** GIVEN INFORMATION follows **
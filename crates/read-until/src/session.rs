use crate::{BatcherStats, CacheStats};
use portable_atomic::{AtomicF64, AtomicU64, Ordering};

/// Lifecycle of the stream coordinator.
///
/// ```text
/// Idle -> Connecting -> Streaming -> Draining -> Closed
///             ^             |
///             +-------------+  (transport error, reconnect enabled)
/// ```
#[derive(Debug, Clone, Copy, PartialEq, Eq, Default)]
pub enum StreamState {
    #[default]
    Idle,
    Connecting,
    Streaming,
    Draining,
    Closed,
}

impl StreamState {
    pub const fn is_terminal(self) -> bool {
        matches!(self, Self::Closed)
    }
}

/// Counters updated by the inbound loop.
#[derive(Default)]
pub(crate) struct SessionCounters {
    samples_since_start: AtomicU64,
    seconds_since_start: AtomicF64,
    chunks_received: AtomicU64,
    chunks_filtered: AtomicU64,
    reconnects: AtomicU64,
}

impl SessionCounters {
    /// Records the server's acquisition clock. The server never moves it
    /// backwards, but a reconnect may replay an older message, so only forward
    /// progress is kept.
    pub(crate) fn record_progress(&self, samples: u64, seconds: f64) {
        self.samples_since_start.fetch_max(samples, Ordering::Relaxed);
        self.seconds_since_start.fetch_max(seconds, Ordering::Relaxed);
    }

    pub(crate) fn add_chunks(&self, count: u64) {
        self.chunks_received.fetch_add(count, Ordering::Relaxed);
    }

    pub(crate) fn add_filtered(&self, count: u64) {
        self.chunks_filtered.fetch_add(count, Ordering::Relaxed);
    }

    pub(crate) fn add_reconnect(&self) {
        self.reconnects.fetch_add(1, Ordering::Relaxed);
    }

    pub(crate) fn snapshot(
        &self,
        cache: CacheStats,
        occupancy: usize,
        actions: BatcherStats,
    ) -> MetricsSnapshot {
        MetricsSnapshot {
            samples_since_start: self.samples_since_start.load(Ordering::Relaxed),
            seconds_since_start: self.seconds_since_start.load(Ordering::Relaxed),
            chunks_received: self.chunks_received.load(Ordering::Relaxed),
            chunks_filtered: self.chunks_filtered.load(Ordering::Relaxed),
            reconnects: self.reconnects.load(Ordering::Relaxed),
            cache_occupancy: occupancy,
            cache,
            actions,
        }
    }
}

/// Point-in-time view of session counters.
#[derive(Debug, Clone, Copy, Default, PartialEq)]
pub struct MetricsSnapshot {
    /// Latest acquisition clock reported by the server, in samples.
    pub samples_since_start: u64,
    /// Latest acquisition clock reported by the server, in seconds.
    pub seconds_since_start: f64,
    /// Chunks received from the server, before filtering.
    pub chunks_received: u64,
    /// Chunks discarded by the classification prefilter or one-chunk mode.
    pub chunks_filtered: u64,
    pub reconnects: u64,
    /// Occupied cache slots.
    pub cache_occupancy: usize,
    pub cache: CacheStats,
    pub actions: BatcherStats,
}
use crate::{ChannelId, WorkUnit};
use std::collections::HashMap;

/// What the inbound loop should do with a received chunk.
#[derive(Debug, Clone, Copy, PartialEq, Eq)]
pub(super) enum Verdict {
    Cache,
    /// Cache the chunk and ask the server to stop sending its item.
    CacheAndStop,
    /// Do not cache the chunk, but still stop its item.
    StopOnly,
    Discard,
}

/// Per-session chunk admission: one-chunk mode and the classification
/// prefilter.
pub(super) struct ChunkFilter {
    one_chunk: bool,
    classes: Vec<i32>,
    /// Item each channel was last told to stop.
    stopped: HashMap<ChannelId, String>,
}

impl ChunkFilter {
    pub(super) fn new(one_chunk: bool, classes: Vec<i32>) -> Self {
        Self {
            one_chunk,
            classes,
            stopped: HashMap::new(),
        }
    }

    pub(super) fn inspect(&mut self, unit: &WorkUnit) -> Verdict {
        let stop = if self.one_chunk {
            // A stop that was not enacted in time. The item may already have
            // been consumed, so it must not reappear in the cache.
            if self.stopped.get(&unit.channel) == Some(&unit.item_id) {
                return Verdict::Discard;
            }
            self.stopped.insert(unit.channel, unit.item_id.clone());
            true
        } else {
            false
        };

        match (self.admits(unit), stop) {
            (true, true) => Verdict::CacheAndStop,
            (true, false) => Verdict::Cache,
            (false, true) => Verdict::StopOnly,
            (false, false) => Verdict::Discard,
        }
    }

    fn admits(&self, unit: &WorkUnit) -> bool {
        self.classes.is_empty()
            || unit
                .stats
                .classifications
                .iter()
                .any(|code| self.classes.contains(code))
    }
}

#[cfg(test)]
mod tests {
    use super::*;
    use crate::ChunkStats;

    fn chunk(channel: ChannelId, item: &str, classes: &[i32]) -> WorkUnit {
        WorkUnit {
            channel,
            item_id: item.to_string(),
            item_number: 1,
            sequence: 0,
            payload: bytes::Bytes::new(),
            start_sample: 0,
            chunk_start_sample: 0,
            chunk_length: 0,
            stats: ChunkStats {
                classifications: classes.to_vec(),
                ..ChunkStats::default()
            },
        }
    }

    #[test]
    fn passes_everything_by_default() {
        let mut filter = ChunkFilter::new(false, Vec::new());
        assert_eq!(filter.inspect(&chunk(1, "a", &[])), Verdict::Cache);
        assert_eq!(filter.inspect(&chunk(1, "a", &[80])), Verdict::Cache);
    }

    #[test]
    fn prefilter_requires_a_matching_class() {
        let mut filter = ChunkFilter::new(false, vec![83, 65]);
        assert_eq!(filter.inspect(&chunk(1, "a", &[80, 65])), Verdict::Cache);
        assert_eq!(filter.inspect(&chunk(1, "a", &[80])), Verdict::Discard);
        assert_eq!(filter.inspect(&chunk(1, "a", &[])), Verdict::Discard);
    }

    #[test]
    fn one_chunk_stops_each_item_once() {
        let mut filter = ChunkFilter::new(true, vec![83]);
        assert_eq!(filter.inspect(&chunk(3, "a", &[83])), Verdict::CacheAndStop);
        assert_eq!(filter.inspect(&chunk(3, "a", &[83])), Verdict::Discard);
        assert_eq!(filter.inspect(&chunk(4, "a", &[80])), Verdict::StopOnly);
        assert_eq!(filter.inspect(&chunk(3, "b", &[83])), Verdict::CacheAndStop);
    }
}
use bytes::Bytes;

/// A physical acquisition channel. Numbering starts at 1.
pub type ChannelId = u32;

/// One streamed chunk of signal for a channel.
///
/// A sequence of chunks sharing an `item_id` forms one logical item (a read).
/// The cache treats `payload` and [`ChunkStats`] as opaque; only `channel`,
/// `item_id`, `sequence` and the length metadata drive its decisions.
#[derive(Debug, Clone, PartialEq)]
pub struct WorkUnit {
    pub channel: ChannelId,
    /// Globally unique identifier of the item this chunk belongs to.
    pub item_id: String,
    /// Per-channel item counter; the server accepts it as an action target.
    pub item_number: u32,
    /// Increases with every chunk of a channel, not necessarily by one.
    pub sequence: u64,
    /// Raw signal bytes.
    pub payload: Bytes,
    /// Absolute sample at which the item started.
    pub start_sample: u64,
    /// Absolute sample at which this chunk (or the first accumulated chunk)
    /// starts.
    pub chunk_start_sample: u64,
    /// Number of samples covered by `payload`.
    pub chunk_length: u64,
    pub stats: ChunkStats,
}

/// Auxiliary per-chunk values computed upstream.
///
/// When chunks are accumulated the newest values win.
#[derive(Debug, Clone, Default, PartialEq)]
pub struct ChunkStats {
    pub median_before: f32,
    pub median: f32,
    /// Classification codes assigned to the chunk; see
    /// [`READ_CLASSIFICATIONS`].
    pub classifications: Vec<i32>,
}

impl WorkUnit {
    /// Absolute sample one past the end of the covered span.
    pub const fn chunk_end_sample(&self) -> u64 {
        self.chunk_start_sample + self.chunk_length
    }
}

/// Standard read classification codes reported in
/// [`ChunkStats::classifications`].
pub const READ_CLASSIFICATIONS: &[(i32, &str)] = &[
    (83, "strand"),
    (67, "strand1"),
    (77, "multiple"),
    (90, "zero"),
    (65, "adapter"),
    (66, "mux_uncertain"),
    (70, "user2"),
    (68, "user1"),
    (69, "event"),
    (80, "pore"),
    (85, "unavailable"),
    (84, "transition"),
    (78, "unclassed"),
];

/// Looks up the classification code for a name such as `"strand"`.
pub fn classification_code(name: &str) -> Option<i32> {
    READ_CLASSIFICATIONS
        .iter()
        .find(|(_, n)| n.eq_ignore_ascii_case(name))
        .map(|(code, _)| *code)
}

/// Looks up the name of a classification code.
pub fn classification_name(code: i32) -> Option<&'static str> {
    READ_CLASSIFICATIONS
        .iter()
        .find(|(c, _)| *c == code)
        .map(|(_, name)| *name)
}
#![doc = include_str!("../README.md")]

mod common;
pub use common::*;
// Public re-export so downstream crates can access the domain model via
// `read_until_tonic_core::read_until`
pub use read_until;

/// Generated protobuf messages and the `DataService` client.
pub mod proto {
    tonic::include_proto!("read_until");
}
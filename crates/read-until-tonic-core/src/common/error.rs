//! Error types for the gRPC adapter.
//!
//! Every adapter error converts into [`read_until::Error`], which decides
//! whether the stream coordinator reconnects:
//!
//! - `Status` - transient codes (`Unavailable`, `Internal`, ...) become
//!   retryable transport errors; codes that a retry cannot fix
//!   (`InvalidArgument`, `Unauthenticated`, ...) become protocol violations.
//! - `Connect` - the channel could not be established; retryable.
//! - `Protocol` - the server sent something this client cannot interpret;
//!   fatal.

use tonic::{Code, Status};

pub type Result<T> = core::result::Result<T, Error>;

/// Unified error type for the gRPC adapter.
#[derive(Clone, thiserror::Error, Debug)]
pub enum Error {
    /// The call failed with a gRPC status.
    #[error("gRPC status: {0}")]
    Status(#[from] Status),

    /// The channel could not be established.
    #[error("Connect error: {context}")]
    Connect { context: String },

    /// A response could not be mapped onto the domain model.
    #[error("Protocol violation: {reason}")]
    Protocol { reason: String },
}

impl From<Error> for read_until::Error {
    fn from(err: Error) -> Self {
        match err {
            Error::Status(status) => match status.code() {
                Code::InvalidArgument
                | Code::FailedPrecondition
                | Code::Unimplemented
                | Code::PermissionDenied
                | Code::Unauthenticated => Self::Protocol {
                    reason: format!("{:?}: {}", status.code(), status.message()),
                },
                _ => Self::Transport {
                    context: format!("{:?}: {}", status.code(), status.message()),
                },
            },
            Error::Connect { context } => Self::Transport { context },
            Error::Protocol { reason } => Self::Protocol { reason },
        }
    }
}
** End of GIVEN INFORMATION **
** GIVEN INFORMATION follows **
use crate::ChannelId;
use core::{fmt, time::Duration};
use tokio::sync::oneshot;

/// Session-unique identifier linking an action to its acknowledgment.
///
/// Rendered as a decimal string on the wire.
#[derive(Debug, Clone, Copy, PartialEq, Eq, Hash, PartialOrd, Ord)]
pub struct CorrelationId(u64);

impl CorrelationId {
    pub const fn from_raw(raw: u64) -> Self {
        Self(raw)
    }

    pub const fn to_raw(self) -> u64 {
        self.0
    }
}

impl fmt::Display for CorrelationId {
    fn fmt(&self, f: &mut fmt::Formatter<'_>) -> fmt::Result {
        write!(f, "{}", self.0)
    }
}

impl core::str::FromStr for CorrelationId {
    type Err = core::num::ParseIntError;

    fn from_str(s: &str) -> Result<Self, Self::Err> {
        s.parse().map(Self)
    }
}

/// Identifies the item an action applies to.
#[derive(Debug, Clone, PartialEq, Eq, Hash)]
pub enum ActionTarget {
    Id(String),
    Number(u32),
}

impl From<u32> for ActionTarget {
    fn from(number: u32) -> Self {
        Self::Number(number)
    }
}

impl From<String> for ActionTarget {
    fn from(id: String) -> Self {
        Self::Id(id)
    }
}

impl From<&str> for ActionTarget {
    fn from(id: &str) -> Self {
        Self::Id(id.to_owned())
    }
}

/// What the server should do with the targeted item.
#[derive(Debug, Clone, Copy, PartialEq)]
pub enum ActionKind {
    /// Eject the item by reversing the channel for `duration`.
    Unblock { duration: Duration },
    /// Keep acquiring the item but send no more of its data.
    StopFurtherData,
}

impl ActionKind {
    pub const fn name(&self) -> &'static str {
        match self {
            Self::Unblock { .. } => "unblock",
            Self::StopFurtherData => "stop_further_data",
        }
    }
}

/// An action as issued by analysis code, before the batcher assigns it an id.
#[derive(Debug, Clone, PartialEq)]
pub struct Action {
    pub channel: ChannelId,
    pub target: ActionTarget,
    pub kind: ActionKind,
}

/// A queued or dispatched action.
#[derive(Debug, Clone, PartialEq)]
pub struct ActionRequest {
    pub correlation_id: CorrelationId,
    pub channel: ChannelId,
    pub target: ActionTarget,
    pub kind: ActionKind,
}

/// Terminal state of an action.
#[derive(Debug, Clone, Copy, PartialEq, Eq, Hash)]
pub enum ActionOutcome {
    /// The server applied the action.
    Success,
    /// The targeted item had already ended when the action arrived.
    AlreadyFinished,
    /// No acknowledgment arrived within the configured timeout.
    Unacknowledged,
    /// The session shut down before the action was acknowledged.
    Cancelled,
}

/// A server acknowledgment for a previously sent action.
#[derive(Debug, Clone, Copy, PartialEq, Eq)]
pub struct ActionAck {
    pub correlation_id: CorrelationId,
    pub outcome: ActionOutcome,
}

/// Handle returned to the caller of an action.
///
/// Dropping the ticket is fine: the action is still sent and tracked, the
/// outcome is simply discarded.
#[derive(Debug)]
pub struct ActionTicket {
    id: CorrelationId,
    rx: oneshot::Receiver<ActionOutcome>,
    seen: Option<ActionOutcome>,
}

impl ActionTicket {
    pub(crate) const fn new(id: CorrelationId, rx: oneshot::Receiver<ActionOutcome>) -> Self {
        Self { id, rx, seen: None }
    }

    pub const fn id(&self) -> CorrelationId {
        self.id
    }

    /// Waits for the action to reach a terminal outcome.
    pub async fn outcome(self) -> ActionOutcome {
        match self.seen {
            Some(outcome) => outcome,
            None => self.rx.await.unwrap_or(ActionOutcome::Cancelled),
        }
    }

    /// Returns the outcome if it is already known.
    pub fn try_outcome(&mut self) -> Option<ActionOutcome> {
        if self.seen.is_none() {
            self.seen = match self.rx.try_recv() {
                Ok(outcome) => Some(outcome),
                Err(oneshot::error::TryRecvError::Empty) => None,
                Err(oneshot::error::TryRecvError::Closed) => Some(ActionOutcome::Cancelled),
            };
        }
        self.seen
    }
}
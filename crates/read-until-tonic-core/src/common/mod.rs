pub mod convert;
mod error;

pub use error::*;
** End of GIVEN INFORMATION **
■ TASK STATEMENT ■
Everything from the line containing "let stop = if" through the line containing "in the cache." in the material above should be retyped exactly, both ends included, and nothing more.

■ TASK SOLUTION ■
        let stop = if self.one_chunk {
            // A stop that was not enacted in time. The item may already have
            // been consumed, so it must not reappear in the cache.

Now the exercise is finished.